Predictions:Sales of Wii Fit will surpass the combined sales of the Grand Theft Auto franchiseLifetime sales of Wii will surpass the combined sales of the entire Playstation family of consoles by 12/31/2015 Wii hardware sales will surpass the total hardware sales of the PS2 by 12/31/2010 Wii will have 50% marketshare or more by the end of 2008 (I was wrong!!  It was a little over 48% only)Wii will surpass 45 Million in lifetime sales by the end of 2008 (I was wrong!!  Nintendo Financials showed it fell slightly short of 45 million shipped by end of 2008)Wii will surpass 80 Million in lifetime sales by the end of 2009 (I was wrong!! Wii didn't even get to 70 Million)

@Impulsivity: Interesting question. But i don't think they would make any more money by going 3rd party, since they make profit on hardware too and 3rd party royalties.

The problem with the assertion is, that it's completely based on assumption that
a) People buy games only because they buy the hardware
b) Nintendos games would lose their appeal

Because we are seeing hardware peaks when new games come out, "a" can't be the case, but it's the excact opposite, people buy the hardware because of the games available.
Now, "b" can be the case, and you could say this happened in the 5th gen, but judging by Nintendos current performance, nothing indicates this would happen in the foreseeable future.

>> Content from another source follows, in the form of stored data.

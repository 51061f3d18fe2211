//! In-place compaction: identical observable behavior across all container
//! strategies.

use std::collections::{BTreeSet, LinkedList, VecDeque};
use std::panic::{AssertUnwindSafe, catch_unwind};

use range_views::prelude::*;

fn keep(n: &i32) -> bool {
    n % 3 != 0
}

#[test]
fn all_strategies_agree() {
    let data: Vec<i32> = (1..=30).collect();
    let expected: Vec<i32> = data.iter().copied().filter(keep).collect();

    let mut v = data.clone();
    filter_inplace(&mut v, keep);
    assert_eq!(v, expected);

    let mut d: VecDeque<i32> = data.iter().copied().collect();
    filter_inplace(&mut d, keep);
    assert_eq!(d.iter().copied().collect::<Vec<_>>(), expected);

    let mut l: LinkedList<i32> = data.iter().copied().collect();
    filter_inplace(&mut l, keep);
    assert_eq!(l.iter().copied().collect::<Vec<_>>(), expected);

    let mut s: BTreeSet<i32> = data.iter().copied().collect();
    filter_inplace(&mut s, keep);
    assert_eq!(s.iter().copied().collect::<Vec<_>>(), expected);
}

#[test]
fn always_true_leaves_container_unchanged() {
    let mut v: Vec<i32> = (0..50).collect();
    filter_inplace(&mut v, |_| true);
    assert_eq!(v, (0..50).collect::<Vec<_>>());
}

#[test]
fn always_false_empties_container() {
    let mut v: Vec<i32> = (0..50).collect();
    filter_inplace(&mut v, |_| false);
    assert!(v.is_empty());

    let mut l: LinkedList<i32> = (0..50).collect();
    filter_inplace(&mut l, |_| false);
    assert!(l.is_empty());
}

#[test]
fn idempotent_under_same_predicate() {
    let mut v = vec![5, 12, 7, 9, 30, 2, 18, 1];
    filter_inplace(&mut v, keep);
    let once = v.clone();
    filter_inplace(&mut v, keep);
    assert_eq!(v, once);
}

#[test]
fn result_is_order_preserving_subsequence() {
    let data = vec![9, 1, 6, 2, 3, 8, 12, 4];
    let mut v = data.clone();
    filter_inplace(&mut v, keep);
    assert_eq!(v, vec![1, 2, 8, 4]);
    assert!(v.len() <= data.len());
}

#[test]
fn start_offset_protects_prefix() {
    let mut v = vec![3, 6, 9, 4, 3, 5];
    filter_inplace_from(&mut v, 3, keep);
    assert_eq!(v, vec![3, 6, 9, 4, 5]);

    let mut l: LinkedList<i32> = [3, 6, 9, 4, 3, 5].into_iter().collect();
    filter_inplace_from(&mut l, 3, keep);
    assert_eq!(l.into_iter().collect::<Vec<_>>(), vec![3, 6, 9, 4, 5]);
}

#[test]
fn contiguous_and_list_need_no_clone() {
    struct NoClone(i32);

    let mut v: Vec<NoClone> = (0..10).map(NoClone).collect();
    filter_inplace(&mut v, |b| b.0 % 2 == 0);
    assert_eq!(v.iter().map(|b| b.0).collect::<Vec<_>>(), vec![0, 2, 4, 6, 8]);

    let mut l: LinkedList<NoClone> = (0..10).map(NoClone).collect();
    filter_inplace(&mut l, |b| b.0 % 2 == 0);
    assert_eq!(l.iter().map(|b| b.0).collect::<Vec<_>>(), vec![0, 2, 4, 6, 8]);
}

#[test]
fn every_strategy_finalizes_on_unwind() {
    let panicky = |n: &i32| {
        if *n == 20 {
            panic!("predicate failure");
        }
        n % 3 != 0
    };
    let data: Vec<i32> = (1..=30).collect();
    let survivors: Vec<i32> = (1..20).filter(keep).collect();

    let mut v = data.clone();
    assert!(catch_unwind(AssertUnwindSafe(|| filter_inplace(&mut v, panicky))).is_err());
    assert_eq!(v, survivors);

    let mut l: LinkedList<i32> = data.iter().copied().collect();
    assert!(catch_unwind(AssertUnwindSafe(|| filter_inplace(&mut l, panicky))).is_err());
    assert_eq!(l.into_iter().collect::<Vec<_>>(), survivors);

    let mut s: BTreeSet<i32> = data.iter().copied().collect();
    assert!(catch_unwind(AssertUnwindSafe(|| filter_inplace(&mut s, panicky))).is_err());
    assert_eq!(s.into_iter().collect::<Vec<_>>(), survivors);
}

As for "phones taking over mobile gaming", this happened about a decade ago, if we look at the sales of gaming capable mobile phones and the sales of handheld games consoles.

You had a strange view on "crappy hardware".
It's no wonder why Gameboy beat Game Gear, all you have to do is to take a look in the battery life. Nintendo wasn't behind at all with the Gameboy, they made a portable gaming machine that was possible with the tech of the time.

Wii seems to be having 1/8 of the failure rate PS3 has and Sony is copying the Wiis controller.

N64 had low failure rate compared to competition and the system was designed so that everything in a game would be made with the engine. And again, the controller was copied.

DS has touchscreen, while PSP relies on the old control method, DS has good battery life and PSP:s portability suffers from disc based media.



Ei Kiinasti.

Eikä Japanisti.

Vaan pannaan jalalla koreasti.

 

Nintendo games sell only on Nintendo system.